Today we are going to look at SML Isuzu Limited (NSE:SMLISUZU) to see whether it might be an attractive investment prospect. In particular, we’ll consider its Return On Capital Employed (ROCE), as that can give us insight into how profitably the company is able to employ capital in its business.
Firstly, we’ll go over how we calculate ROCE. Second, we’ll look at its ROCE compared to similar companies. And finally, we’ll look at how its current liabilities are impacting its ROCE.
Return On Capital Employed (ROCE): What is it?
ROCE is a measure of a company’s yearly pre-tax profit (its return), relative to the capital employed in the business. All else being equal, a better business will have a higher ROCE. In brief, it is a useful tool, but it is not without drawbacks. Renowned investment researcher Michael Mauboussin has suggested that a high ROCE can indicate that ‘one dollar invested in the company generates value of more than one dollar’.
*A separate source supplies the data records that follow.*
//! Embedded database migrations
//!
//! SQL files under `migrations/` are compiled into the binary by
//! `sqlx::migrate!` and applied in order on startup. Never modify an
//! applied migration, always add a new one.

use haven_core::{AppError, AppResult};
use sqlx::PgPool;
use tracing::info;

/// Embedded migrations from the crate's `migrations/` directory
static MIGRATOR: sqlx::migrate::Migrator = sqlx::migrate!("./migrations");

/// Apply any pending migrations
pub async fn run_migrations(pool: &PgPool) -> AppResult<()> {
    info!("Running database migrations");

    MIGRATOR
        .run(pool)
        .await
        .map_err(|e| AppError::Database(format!("Migration failed: {}", e)))?;

    info!("Database migrations up to date");
    Ok(())
}
//! Reservation lifecycle manager
//!
//! Orchestrates a reservation from checkout to its terminal state:
//! - Create a provisional hold after an authoritative availability recheck
//! - Confirm once the payment gateway reports success (idempotent by receipt)
//! - Cancel, complete, dispute, and resolve along the lifecycle
//! - Sweep provisional holds whose TTL has lapsed
//!
//! The create and confirm paths run inside a database transaction with the
//! relevant rows locked `FOR UPDATE`: the earlier availability check is
//! advisory, only the in-transaction recheck decides. The exclusion
//! constraint on the reservations table backstops multi-process races.

use crate::availability::AvailabilityChecker;
use crate::constants::DEFAULT_SERVICE_FEE_RATE;
use crate::pricing;
use haven_core::{
    config::BookingConfig,
    models::{Reservation, ReservationStatus},
    traits::{ReservationRepository, UnitDirectory},
    AppError, AppResult,
};
use chrono::{NaiveDate, Utc};
use rust_decimal::prelude::FromPrimitive;
use rust_decimal::Decimal;
use sqlx::{PgPool, Postgres, Transaction};
use std::sync::Arc;
use tracing::{error, info, instrument, warn};
use uuid::Uuid;

/// Reservation lifecycle manager
pub struct ReservationManager<U, R>
where
    U: UnitDirectory,
    R: ReservationRepository,
{
    unit_dir: Arc<U>,
    reservation_repo: Arc<R>,
    pool: PgPool,
    provisional_ttl_minutes: i64,
    cancellation_cutoff_hours: i64,
    fallback_fee_rate: Decimal,
}
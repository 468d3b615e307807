//! Domain models for the Haven reservation engine

pub mod payment;
pub mod quote;
pub mod reservation;
pub mod unit;

pub use payment::{PaymentAttempt, PaymentStatus};
pub use quote::{FeeSchedule, Quote};
pub use reservation::{Reservation, ReservationStatus};
pub use unit::Unit;
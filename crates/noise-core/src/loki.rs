//! Grafana Loki push payload.
//!
//! Each emitted log line pairs a nanosecond Unix timestamp (as a decimal
//! string) with a JSON encoded [`Metrics`] summary. Lines are grouped into
//! a single stream labelled with the job name and the measuring device.

use base64::Engine;
use base64::engine::general_purpose::STANDARD;
use serde::Serialize;

use crate::metrics::Metrics;

/// Value of the `job` stream label
pub const JOB_NAME: &str = "noise_level";

const NANOS_PER_MILLI: i128 = 1_000_000;

/// One `[timestamp, line]` entry of a Loki stream
///
/// Serializes as a two element JSON array.
#[derive(Debug, Clone, PartialEq, Eq, Serialize)]
pub struct LogLine(String, String);

impl LogLine {
    /// Build a line for a period that started at `start_ms`
    pub fn new(start_ms: i64, metrics: &Metrics) -> Self {
        let nanos = i128::from(start_ms) * NANOS_PER_MILLI;
        Self(nanos.to_string(), metrics.to_json())
    }

    /// Nanoseconds since the Unix epoch, as a decimal string
    pub fn timestamp_nanos(&self) -> &str {
        &self.0
    }

    /// JSON encoded summary
    pub fn payload(&self) -> &str {
        &self.1
    }
}

/// Labels identifying a stream
#[derive(Debug, Clone, PartialEq, Eq, Serialize)]
pub struct StreamLabels {
    pub job: String,
    pub device: String,
}

#[derive(Debug, Clone, PartialEq, Eq, Serialize)]
pub struct Stream {
    pub stream: StreamLabels,
    pub values: Vec<LogLine>,
}

/// Body of a `POST /loki/api/v1/push` request
#[derive(Debug, Clone, PartialEq, Eq, Serialize)]
pub struct PushRequest {
    pub streams: Vec<Stream>,
}

impl PushRequest {
    /// Wrap a batch of lines for one device into a push request
    pub fn new(device: &str, values: Vec<LogLine>) -> Self {
        Self {
            streams: vec![Stream {
                stream: StreamLabels {
                    job: JOB_NAME.into(),
                    device: device.into(),
                },
                values,
            }],
        }
    }

    pub fn to_json(&self) -> Result<String, serde_json::Error> {
        serde_json::to_string(self)
    }
}

/// `Authorization` header value for a `user:password` credential string
pub fn basic_authorization(credentials: &str) -> String {
    format!("Basic {}", STANDARD.encode(credentials))
}

#[cfg(test)]
mod tests {
    use super::*;

    fn metrics(value: f64) -> Metrics {
        Metrics::from_sorted(&[value]).unwrap()
    }

    #[test]
    fn test_log_line_timestamp_is_nanoseconds() {
        let line = LogLine::new(1_700_000_001_000, &metrics(0.25));
        assert_eq!(line.timestamp_nanos(), "1700000001000000000");
        assert!(line.payload().starts_with(r#"{"q50":0.25"#));
    }

    #[test]
    fn test_push_request_shape() {
        let request = PushRequest::new("office", vec![LogLine::new(1000, &metrics(0.5))]);
        let value: serde_json::Value = serde_json::from_str(&request.to_json().unwrap()).unwrap();

        assert_eq!(value["streams"][0]["stream"]["job"], "noise_level");
        assert_eq!(value["streams"][0]["stream"]["device"], "office");
        assert_eq!(value["streams"][0]["values"][0][0], "1000000000");

        let payload = value["streams"][0]["values"][0][1].as_str().unwrap();
        let decoded: serde_json::Value = serde_json::from_str(payload).unwrap();
        assert_eq!(decoded["avg"], 0.5);
    }

    #[test]
    fn test_basic_authorization() {
        assert_eq!(basic_authorization("user:pass"), "Basic dXNlcjpwYXNz");
    }
}
//! Windowed aggregation of loudness samples.
//!
//! Samples are bucketed into fixed-length periods (3 seconds by default)
//! keyed by `floor(timestamp_ms / 1000 / period_seconds)`. A bounded
//! trailing window of periods is retained; see [`NoiseStore`].

mod period;
mod store;

pub use period::Period;
pub use store::{NoiseStore, PeriodSummary};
So, How Do We Calculate ROCE?
Analysts use this formula to calculate return on capital employed:
Return on Capital Employed = Earnings Before Interest and Tax (EBIT) ÷ (Total Assets – Current Liabilities)
Or for SML Isuzu:
0.05 = ₹162m ÷ (₹8.8b – ₹2.9b) (Based on the trailing twelve months to September 2018.)
So, SML Isuzu has an ROCE of 5.0%.
Is SML Isuzu’s ROCE Good?
ROCE is commonly used for comparing the performance of similar businesses. Using our data, SML Isuzu’s ROCE appears to be significantly below the 15% average in the Machinery industry. This could be seen as a negative, as it suggests some competitors may be employing their capital more efficiently. Regardless of how SML Isuzu stacks up against its industry, its ROCE in absolute terms is quite low (especially compared to a bank account). It is likely that there are more attractive prospects out there.
As we can see, SML Isuzu currently has an ROCE of 5.0%, less than the 16% it reported 3 years ago. This makes us wonder if the business is facing new challenges.
When considering ROCE, bear in mind that it reflects the past and does not necessarily predict the future. ROCE can be misleading for companies in cyclical industries, with returns looking impressive during the boom times, but very weak during the busts. ROCE is, after all, simply a snap shot of a single year. Since the future is so important for investors, you should check out our free report on analyst forecasts for SML Isuzu.
What Are Current Liabilities, And How Do They Affect SML Isuzu’s ROCE?
Short term (or current) liabilities, are things like supplier invoices, overdrafts, or tax bills that need to be paid within 12 months. Due to the way the ROCE equation works, having large bills due in the near term can make it look as though a company has less capital employed, and thus a higher ROCE than usual. To counter this, investors can check if a company has high current liabilities relative to total assets.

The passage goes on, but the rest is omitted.